A win for Bernie Sanders in New Hampshire did little to break the momentum in U.S. equities as Dow futures power higher overnight.
Dow Futures traded 45 points higher after Bernie Sanders won the Democratic Primary in New Hampshire. Pete Buttigieg came in second, with Amy Klobuchar a close third. US markets are aware of the risk that Sanders poses, but Dow bulls remain confident that Trump will win re-election this fall.
Bernie Sanders followed up his strong showing in Iowa with another leading-man performance in New Hampshire.
Pete Buttigieg is also gathering momentum, alongside fellow moderate Amy Klobuchar, whose views are generally more preferable to investors than the more left-wing Sanders.
Bernie Sanders is far from the Dow’s preferred candidate, as his entire political life has been devoted to fighting against the financial establishment. Sanders is pro-regulation and firmly in favor of higher taxes for the ultra-wealthy and corporations.
Given that the current President, Donald Trump, runs on the polar-opposite of this point of view, the U.S. stock market could have to drastically re-price its growth outlook if Bernie’s campaign gathers momentum.
Pete Buttigieg, got off to a hot start in Iowa, with the chaos helping to give the mayor from Indiana a lot of free publicity.
Seen as a dynamic and youthful alternative to aging statesman Joe Biden, Buttigieg has amassed quite a following given he had little name-power before announcing his candidacy.
After an intense debate, Amy Klobuchar is also looking like a contender as she fills the vacuum left by a miserable NH showing from Joe Biden.
While Buttigieg or Klobuchar is not going to inspire the kind of optimism in the Dow Jones that Trump or Mike Bloomberg can, they are seen as a safe, status quo option that can attract voters from both sides of the aisle.
They both have the policies to win purple states, and this is highly prized by the democratic establishment, given that liberal voters appear to be prioritizing this over anything else.

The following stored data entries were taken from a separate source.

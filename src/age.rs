//! age.rs
//!
//! Elapsed years, months and days between a birth date and a reference date.
//!
//! Chrono does not provide a built-in year/month/day diff (unlike Python's
//! relativedelta), so the calendar-aware borrowing rules are implemented
//! manually, the way a person would count age by hand: three independent
//! subtractions, each borrowing from the next place value on its own.
//!
//! The three counts are deliberately not adjusted against each other. Each
//! one re-derives its borrow from the same two endpoint dates, and the
//! day-of-month correction in `months_between` exactly offsets the
//! anniversary tie-break in `years_between`, which is what keeps
//! `months` inside 0..=11.

use chrono::{Datelike, NaiveDate};
use serde::Serialize;
use thiserror::Error;

use crate::validate::days_in_month;

/// An elapsed span of calendar time. `months` is always in `0..=11`; a full
/// twelve months is carried into `years` instead.
#[derive(Debug, Clone, Copy, PartialEq, Eq, Serialize)]
pub struct Age {
    pub years: u32,
    pub months: u32,
    pub days: u32,
}

/// Failures of the span calculations.
#[derive(Debug, Clone, Copy, PartialEq, Eq, Error)]
pub enum AgeError {
    /// A between-calculation was handed its endpoints in the wrong order.
    /// Callers validate birth dates as being in the past, so hitting this is
    /// a contract violation, not a user error.
    #[error("start date {start} is after end date {end}")]
    StartAfterEnd { start: NaiveDate, end: NaiveDate },

    /// The day/month/year triple does not name a real calendar date.
    #[error("no such calendar date: {year:04}-{month:02}-{day:02}")]
    InvalidDate { day: i32, month: i32, year: i32 },
}

/// Computes the age of someone born on `day`/`month`/`year` (1-indexed
/// month) as of `reference`.
///
/// The triple is expected to have passed the checks in [`crate::validate`]
/// already; a triple that names no real date comes back as
/// [`AgeError::InvalidDate`], and a birth date after `reference` as
/// [`AgeError::StartAfterEnd`].
pub fn calculate_age(
    day: i32,
    month: i32,
    year: i32,
    reference: NaiveDate,
) -> Result<Age, AgeError> {
    let invalid = AgeError::InvalidDate { day, month, year };
    let (m, d) = match (u32::try_from(month), u32::try_from(day)) {
        (Ok(m), Ok(d)) => (m, d),
        _ => return Err(invalid),
    };
    let birth = NaiveDate::from_ymd_opt(year, m, d).ok_or(invalid)?;

    Ok(Age {
        years: years_between(birth, reference)?,
        months: months_between(birth, reference)?,
        days: days_between(birth, reference)?,
    })
}

/// Whole years from `start` to `end`.
///
/// The year count drops by one while this year's anniversary is still ahead,
/// and the anniversary day itself counts as not-yet-turned.
pub fn years_between(start: NaiveDate, end: NaiveDate) -> Result<u32, AgeError> {
    if start > end {
        return Err(AgeError::StartAfterEnd { start, end });
    }

    let mut years = end.year() - start.year();
    if start.month() > end.month() || (start.month() == end.month() && start.day() >= end.day()) {
        years -= 1;
    }

    // Identical dates trip the day tie-break above and would land at -1;
    // floor at zero so a zero-length span reads as zero years.
    Ok(years.max(0) as u32)
}

/// Whole months from `start` to `end`, ignoring full years; always 0..=11.
pub fn months_between(start: NaiveDate, end: NaiveDate) -> Result<u32, AgeError> {
    if start > end {
        return Err(AgeError::StartAfterEnd { start, end });
    }

    let sm = start.month() as i32;
    let em = end.month() as i32;

    // Raw month distance, wrapping a same-month span that has not quite
    // come back around into a full twelve.
    let mut months = if sm == em {
        if start.day() > end.day() { 12 } else { 0 }
    } else if sm > em {
        12 - sm + em
    } else {
        em - sm
    };

    // One fewer full month has elapsed while the day of month is still
    // ahead. Applies uniformly, so the wrapped case lands on 11, not 12.
    if start.day() > end.day() {
        months -= 1;
    }

    Ok(months as u32)
}

/// Days from `start` to `end`, ignoring full months.
///
/// When the day of month is still ahead, a month's worth of days is borrowed
/// using the start month's non-leap length. Borrowing across a leap February
/// therefore misstates the count by one; that basis is kept as-is.
pub fn days_between(start: NaiveDate, end: NaiveDate) -> Result<u32, AgeError> {
    if start > end {
        return Err(AgeError::StartAfterEnd { start, end });
    }

    let sd = start.day() as i32;
    let ed = end.day() as i32;

    let days = if sd > ed {
        days_in_month(start.month() as i32) - sd + ed
    } else {
        ed - sd
    };

    Ok(days as u32)
}

/// Returns the calendar date immediately before `date`, rolling over month
/// and year boundaries (and leap February, which chrono tracks for us).
pub fn one_day_before(date: NaiveDate) -> NaiveDate {
    // pred_opt only fails at chrono's minimum representable date.
    date.pred_opt().unwrap_or(NaiveDate::MIN)
}

/// Renders an age as "X years, Y months, Z days".
pub fn format_age(age: &Age) -> String {
    format!(
        "{} year{}, {} month{}, {} day{}",
        age.years,
        plural(age.years),
        age.months,
        plural(age.months),
        age.days,
        plural(age.days)
    )
}

fn plural(n: u32) -> &'static str {
    if n == 1 { "" } else { "s" }
}

#[cfg(test)]
mod tests {
    use super::*;

    fn d(year: i32, month: u32, day: u32) -> NaiveDate {
        NaiveDate::from_ymd_opt(year, month, day).unwrap()
    }

    // Fixed reference date used across the scenario tests.
    fn reference() -> NaiveDate {
        d(2023, 12, 5)
    }

    #[test]
    fn age_when_the_birthday_already_passed_this_year() {
        let age = calculate_age(29, 11, 1984, reference()).unwrap();
        assert_eq!(age.years, 39);
    }

    #[test]
    fn age_the_day_before_an_anniversary() {
        let age = calculate_age(6, 12, 1983, reference()).unwrap();
        assert_eq!(
            age,
            Age {
                years: 39,
                months: 11,
                days: 30
            }
        );
    }

    #[test]
    fn month_counts_against_the_fixed_reference() {
        assert_eq!(calculate_age(6, 4, 1986, reference()).unwrap().months, 7);
        assert_eq!(calculate_age(31, 7, 1993, reference()).unwrap().months, 4);
        assert_eq!(calculate_age(1, 1, 1993, reference()).unwrap().months, 11);
    }

    #[test]
    fn full_age_since_a_date() {
        let age = calculate_age(31, 7, 1993, reference()).unwrap();
        assert_eq!(
            age,
            Age {
                years: 30,
                months: 4,
                days: 5
            }
        );
    }

    #[test]
    fn age_on_the_birth_date_itself_is_zero() {
        let age = calculate_age(5, 12, 2023, reference()).unwrap();
        assert_eq!(
            age,
            Age {
                years: 0,
                months: 0,
                days: 0
            }
        );
    }

    #[test]
    fn impossible_triples_are_rejected() {
        assert_eq!(
            calculate_age(31, 4, 2000, reference()),
            Err(AgeError::InvalidDate {
                day: 31,
                month: 4,
                year: 2000
            })
        );
        assert!(calculate_age(-3, 7, 2000, reference()).is_err());
    }

    #[test]
    fn years_after_the_anniversary_has_passed() {
        assert_eq!(years_between(d(2023, 8, 15), d(2024, 9, 2)), Ok(1));
    }

    #[test]
    fn years_before_the_anniversary_has_passed() {
        assert_eq!(years_between(d(2023, 9, 2), d(2024, 8, 15)), Ok(0));
    }

    #[test]
    fn years_across_a_multi_year_span() {
        assert_eq!(years_between(d(2023, 9, 2), d(2027, 8, 15)), Ok(3));
    }

    #[test]
    fn years_on_the_day_before_the_anniversary() {
        assert_eq!(years_between(d(1983, 12, 6), reference()), Ok(39));
        assert_eq!(years_between(d(1993, 7, 31), reference()), Ok(30));
    }

    #[test]
    fn years_rejects_swapped_endpoints() {
        assert_eq!(
            years_between(d(2027, 8, 15), d(2023, 9, 2)),
            Err(AgeError::StartAfterEnd {
                start: d(2027, 8, 15),
                end: d(2023, 9, 2)
            })
        );
    }

    #[test]
    fn months_when_later_in_the_month() {
        assert_eq!(months_between(d(2023, 8, 15), d(2024, 7, 16)), Ok(11));
        assert_eq!(months_between(d(2022, 3, 2), d(2022, 4, 30)), Ok(1));
        assert_eq!(months_between(d(1999, 12, 15), d(2000, 1, 16)), Ok(1));
        assert_eq!(months_between(d(1986, 4, 6), d(2023, 12, 4)), Ok(7));
        assert_eq!(months_between(d(1999, 12, 15), d(2000, 7, 17)), Ok(7));
    }

    #[test]
    fn months_when_earlier_in_the_month() {
        assert_eq!(months_between(d(2022, 7, 15), d(2022, 8, 13)), Ok(0));
        assert_eq!(months_between(d(1999, 12, 15), d(2000, 7, 12)), Ok(6));
    }

    #[test]
    fn months_on_the_same_day_of_month() {
        assert_eq!(months_between(d(2022, 7, 15), d(2022, 8, 15)), Ok(1));
        assert_eq!(months_between(d(1999, 12, 15), d(2000, 7, 15)), Ok(7));
    }

    #[test]
    fn months_ignore_how_many_years_apart() {
        assert_eq!(months_between(d(2014, 7, 15), d(2022, 8, 15)), Ok(1));
        assert_eq!(months_between(d(1999, 12, 15), d(2099, 7, 15)), Ok(7));
    }

    #[test]
    fn months_zero_when_later_in_the_same_month() {
        assert_eq!(months_between(d(2002, 12, 5), d(2002, 12, 12)), Ok(0));
    }

    #[test]
    fn months_wrap_to_eleven_when_earlier_in_the_same_month() {
        assert_eq!(months_between(d(2002, 12, 5), d(2003, 12, 4)), Ok(11));
    }

    #[test]
    fn months_rejects_swapped_endpoints() {
        assert!(months_between(d(2099, 7, 15), d(1999, 12, 15)).is_err());
    }

    #[test]
    fn days_within_the_same_month() {
        assert_eq!(days_between(d(2023, 12, 10), d(2023, 12, 20)), Ok(10));
    }

    #[test]
    fn days_borrowed_from_the_previous_month() {
        assert_eq!(days_between(d(2023, 11, 10), d(2023, 12, 20)), Ok(10));
        assert_eq!(days_between(d(2023, 11, 10), d(2023, 12, 9)), Ok(29));
    }

    #[test]
    fn days_rejects_swapped_endpoints() {
        assert!(days_between(d(2023, 12, 5), d(2002, 6, 5)).is_err());
    }

    #[test]
    fn one_day_before_mid_month() {
        assert_eq!(one_day_before(d(1993, 7, 15)), d(1993, 7, 14));
    }

    #[test]
    fn one_day_before_rolls_into_the_previous_month() {
        assert_eq!(one_day_before(d(1993, 7, 1)), d(1993, 6, 30));
        assert_eq!(one_day_before(d(1993, 3, 1)), d(1993, 2, 28));
        assert_eq!(one_day_before(d(2000, 3, 1)), d(2000, 2, 29));
    }

    #[test]
    fn one_day_before_rolls_into_the_previous_year() {
        assert_eq!(one_day_before(d(1993, 1, 1)), d(1992, 12, 31));
    }

    #[test]
    fn formatting_pluralizes_each_field() {
        let age = Age {
            years: 30,
            months: 4,
            days: 5,
        };
        assert_eq!(format_age(&age), "30 years, 4 months, 5 days");

        let one_of_each = Age {
            years: 1,
            months: 1,
            days: 1,
        };
        assert_eq!(format_age(&one_of_each), "1 year, 1 month, 1 day");

        let zero = Age {
            years: 0,
            months: 0,
            days: 0,
        };
        assert_eq!(format_age(&zero), "0 years, 0 months, 0 days");
    }
}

Dow Futures wobbled overnight as U.S. National Security Advisor Robert O’Brien stated that the coronavirus is likely to impact the phase one deal with China.
Agreed agricultural purchases of $80 billion are now in jeopardy, as is the Dow Jones if Trump feels the need to get tough and re-impose tariffs. China not fulfilling its side of the bargain would not be particularly surprising, given that the wording of the contract left plenty of room for flexibility.

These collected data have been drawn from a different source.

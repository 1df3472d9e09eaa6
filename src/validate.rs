//! Range checks for a day/month/year triple, plus the month-length table
//! shared with the day-borrow arithmetic in [`crate::age`].
//!
//! All of these are total functions over plain integers. The current year is
//! an explicit parameter rather than a clock read, so the whole module stays
//! deterministic.

/// Days in each month on a non-leap basis.
///
/// Both `day_is_valid` and the day borrow in [`crate::age::days_between`]
/// read this table, so February is always 28 here: a February 29 birth day
/// does not validate even in leap years.
pub const DAYS_IN_MONTH: [i32; 12] = [31, 28, 31, 30, 31, 30, 31, 31, 30, 31, 30, 31];

/// Returns the non-leap length of a 1-indexed month.
pub fn days_in_month(month: i32) -> i32 {
    match month {
        1..=12 => DAYS_IN_MONTH[(month - 1) as usize],
        _ => 30, // should never occur but keeps the function total
    }
}

/// True iff `month` is a calendar month (1-indexed).
pub fn month_is_valid(month: i32) -> bool {
    (1..=12).contains(&month)
}

/// True iff `year` is positive and not after `current_year`.
pub fn year_is_valid(year: i32, current_year: i32) -> bool {
    year > 0 && year <= current_year
}

/// True iff `day` exists in `month` (non-leap basis).
///
/// An invalid month makes every day invalid.
pub fn day_is_valid(day: i32, month: i32) -> bool {
    if day <= 0 || !month_is_valid(month) {
        return false;
    }
    day <= days_in_month(month)
}
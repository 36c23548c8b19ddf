// SPDX-License-Identifier: Apache-2.0
// Copyright 2024-2026 Qbitel Inc.

//! Common library for the symmetric cipher engine controller
//!
//! This crate holds the pieces shared by every layer that drives the
//! engine: the aggregate error type, a heap-free event log, tuning
//! parameters for the bounded waits, and the engine's fixed geometry.
//!
//! # Features
//!
//! - `std`: Enable standard library support (disabled by default for embedded)
//! - `defmt`: Enable defmt formatting for errors and log levels
//!
//! No heap allocations are performed. Buffers use fixed-size arrays or
//! heapless collections.

#![no_std]
#![deny(unsafe_code)]
#![warn(missing_docs)]
#![warn(clippy::all)]
#![warn(clippy::pedantic)]
#![allow(clippy::module_name_repetitions)]

#[cfg(feature = "std")]
extern crate std;

pub mod errors;
pub mod config;
pub mod log;
pub mod constants;

pub use errors::{Error, Result};
pub use config::EngineTuning;
pub use log::{LogBuffer, LogEntry, LogLevel};
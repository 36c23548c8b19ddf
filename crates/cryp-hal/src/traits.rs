// SPDX-License-Identifier: Apache-2.0
// Copyright 2024-2026 Qbitel Inc.

//! Register-level boundary of the cipher engine
//!
//! The controller never touches memory directly. Every access goes through
//! [`CrypRegisters`], which is implemented by the memory-mapped backend on
//! silicon and by the software engine on a host.

/// Engine register selector
#[derive(Debug, Clone, Copy, PartialEq, Eq, Hash)]
pub enum Reg {
    /// Control register
    Cr,
    /// Status register
    Sr,
    /// Data input register
    Din,
    /// Data output register
    Dout,
    /// DMA control register
    Dmacr,
    /// Interrupt mask set/clear register
    Imscr,
    /// Raw interrupt status register
    Risr,
    /// Masked interrupt status register
    Misr,
    /// Key register, `0..8` = K0LR, K0RR, .., K3RR
    Key(u8),
    /// Initialization vector register, `0..4` = IV0LR, IV0RR, IV1LR, IV1RR
    Iv(u8),
    /// GCM/CCM context swap register, `0..8`
    CsGcmCcm(u8),
    /// GCM context swap register, `0..8`
    CsGcm(u8),
}

impl Reg {
    /// Byte offset of the register from the peripheral base
    ///
    /// Indexed registers wrap within their bank.
    #[must_use]
    pub const fn offset(self) -> u32 {
        match self {
            Self::Cr => 0x00,
            Self::Sr => 0x04,
            Self::Din => 0x08,
            Self::Dout => 0x0C,
            Self::Dmacr => 0x10,
            Self::Imscr => 0x14,
            Self::Risr => 0x18,
            Self::Misr => 0x1C,
            Self::Key(i) => 0x20 + 4 * (i as u32 & 0x7),
            Self::Iv(i) => 0x40 + 4 * (i as u32 & 0x3),
            Self::CsGcmCcm(i) => 0x50 + 4 * (i as u32 & 0x7),
            Self::CsGcm(i) => 0x70 + 4 * (i as u32 & 0x7),
        }
    }
}

/// Raw access to the engine's registers
///
/// Implementations must perform each access exactly once and in program
/// order: a status read is a fresh observation of the engine, and a data
/// port access moves one FIFO word.
pub trait CrypRegisters {
    /// Read a register
    fn read(&mut self, reg: Reg) -> u32;

    /// Write a register
    fn write(&mut self, reg: Reg, value: u32);

    /// Read-modify-write a register
    fn modify<F>(&mut self, reg: Reg, f: F)
    where
        F: FnOnce(u32) -> u32,
        Self: Sized,
    {
        let value = self.read(reg);
        self.write(reg, f(value));
    }

    /// Set bits in a register
    fn set_bits(&mut self, reg: Reg, bits: u32)
    where
        Self: Sized,
    {
        self.modify(reg, |v| v | bits);
    }

    /// Clear bits in a register
    fn clear_bits(&mut self, reg: Reg, bits: u32)
    where
        Self: Sized,
    {
        self.modify(reg, |v| v & !bits);
    }
}

impl<T: CrypRegisters> CrypRegisters for &mut T {
    fn read(&mut self, reg: Reg) -> u32 {
        (**self).read(reg)
    }

    fn write(&mut self, reg: Reg, value: u32) {
        (**self).write(reg, value);
    }
}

This is just the latest official U.S. acknowledgment of the impact of the epidemic, as Federal Reserve Chair Jerome Powell stated on Tuesday there would likely be an economic impact on the U.S. from the coronavirus.

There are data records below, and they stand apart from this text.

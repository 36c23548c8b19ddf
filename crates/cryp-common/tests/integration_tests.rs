// SPDX-License-Identifier: Apache-2.0
// Copyright 2024-2026 Qbitel Inc.

//! Tests for cryp-common
//!
//! Tests for error codes, the event log, and tuning configuration.

#![cfg(test)]

mod error_tests {
    use cryp_common::Error;
    use std::collections::HashSet;

    const ALL: [Error; 9] = [
        Error::InvalidKey,
        Error::UnsupportedAlgorithm,
        Error::AuthenticationFailed,
        Error::ContractViolation,
        Error::PhaseOrder,
        Error::ContextSwitchFailed,
        Error::InvalidParameter,
        Error::Timeout,
        Error::Busy,
    ];

    #[test]
    fn test_error_codes_unique() {
        let codes: HashSet<u16> = ALL.iter().map(Error::code).collect();
        assert_eq!(codes.len(), ALL.len());
    }

    #[test]
    fn test_error_display() {
        let text = format!("{}", Error::PhaseOrder);
        assert_eq!(text, "[0x0C02] phase out of order");
    }

    #[test]
    fn test_security_errors() {
        assert!(Error::AuthenticationFailed.is_security_error());
        assert!(Error::ContractViolation.is_security_error());
        assert!(!Error::Timeout.is_security_error());
        assert!(!Error::ContextSwitchFailed.is_security_error());
    }

    #[test]
    fn test_descriptions_non_empty() {
        for e in ALL {
            assert!(!e.description().is_empty());
        }
    }
}

mod log_tests {
    use cryp_common::log::LOG_BUFFER_SIZE;
    use cryp_common::{log_debug, log_error, log_info, log_trace, LogBuffer, LogLevel};

    #[test]
    fn test_sequence_numbers_increase() {
        let mut log = LogBuffer::with_level(LogLevel::Trace);
        log_error!(log, "a", "one");
        log_trace!(log, "b", "two");
        log_info!(log, "c", "three");

        let seqs: Vec<u32> = log.iter().map(|e| e.seq).collect();
        assert_eq!(seqs, vec![0, 1, 2]);
    }

    #[test]
    fn test_filtered_entries_do_not_consume_sequence() {
        let mut log = LogBuffer::new();
        log_debug!(log, "a", "hidden");
        log_info!(log, "a", "shown");
        assert_eq!(log.last().map(|e| e.seq), Some(0));
    }

    #[test]
    fn test_oldest_first_after_wrap() {
        let mut log = LogBuffer::new();
        for i in 0..(LOG_BUFFER_SIZE * 2) {
            log_info!(log, "wrap", "{}", i);
        }
        let first = log.iter().next().map(|e| e.message.as_str().to_owned());
        assert_eq!(first.as_deref(), Some("32"));
        assert_eq!(log.len(), LOG_BUFFER_SIZE);
    }

    #[test]
    fn test_entry_display() {
        let mut log = LogBuffer::new();
        log_info!(log, "cryp", "saved {} words", 16);
        let text = log.last().map(ToString::to_string);
        assert_eq!(text.as_deref(), Some("[00000000] I [cryp] saved 16 words"));
    }

    #[test]
    fn test_clear_and_drain() {
        let mut log = LogBuffer::new();
        log_info!(log, "x", "a");
        log_info!(log, "x", "b");
        assert_eq!(log.drain_one().map(|e| e.message.as_str().to_owned()).as_deref(), Some("a"));
        log.clear();
        assert!(log.is_empty());
        log_info!(log, "x", "c");
        assert_eq!(log.last().map(|e| e.seq), Some(2));
    }

    #[test]
    fn test_level_ordering() {
        assert!(LogLevel::Error < LogLevel::Warn);
        assert!(LogLevel::Debug < LogLevel::Trace);
        assert_eq!(LogLevel::Warn.as_str(), "WARN");
    }
}

mod config_tests {
    use cryp_common::{EngineTuning, LogLevel};

    #[test]
    fn test_default_tuning() {
        let t = EngineTuning::default();
        assert_eq!(t, EngineTuning::DEFAULT);
        assert_eq!(t.drain_budget, 0xFFFF);
        assert_eq!(t.log_level, LogLevel::Info);
        assert!(t.is_valid());
    }

    #[test]
    fn test_development_tuning() {
        let t = EngineTuning::DEVELOPMENT;
        assert!(t.drain_budget < EngineTuning::DEFAULT.drain_budget);
        assert_eq!(t.log_level, LogLevel::Debug);
    }

    #[test]
    fn test_builders() {
        let t = EngineTuning::DEFAULT.with_drain_budget(0).with_log_level(LogLevel::Trace);
        assert!(!t.is_valid());
        assert_eq!(t.log_level, LogLevel::Trace);
    }
}

mod constants_tests {
    use cryp_common::constants::*;

    #[test]
    fn test_geometry() {
        assert_eq!(AES_BLOCK_WORDS, 4);
        assert_eq!(DES_BLOCK_WORDS, 2);
        assert_eq!(IN_SERVICE_THRESHOLD, IN_FIFO_WORDS / 2);
        assert_eq!(CONTEXT_WORKING_REGISTERS + CONTEXT_FINAL_REGISTERS, 16);
    }
}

It is impossible to talk about the Fed and not mention their repo actions, which totaled a considerable $67 billion on Tuesday. It seems like the considerable liquidity push has no end in sight, as Kathy Lien at BK Asset Management acknowledged in a recent note that there is still rampant demand for the Fed’s offering,
“Money markets seem to be functioning well, and if that continues, they will gradually transition away from repo operations to supply reserves. However, considering the demand for their latest operation, which was a third oversubscribed, liquidity is still an issue. Many view these operations as akin to QE, and with no set date for ending repo, investors saw this as greenlight to keep equities bid.”
As Dow Futures muted reaction shows, Donald Trump remains in pole position as his re-election odds hold around record highs.
There is no question that Bernie Sanders’s win in New Hampshire demonstrates that long-term investors need to start at least considering the possibility that he makes a run against Trump in November.
If the senator from Vermont performs well in diverse Nevada, it will be time for Wall Street to start taking him much more seriously.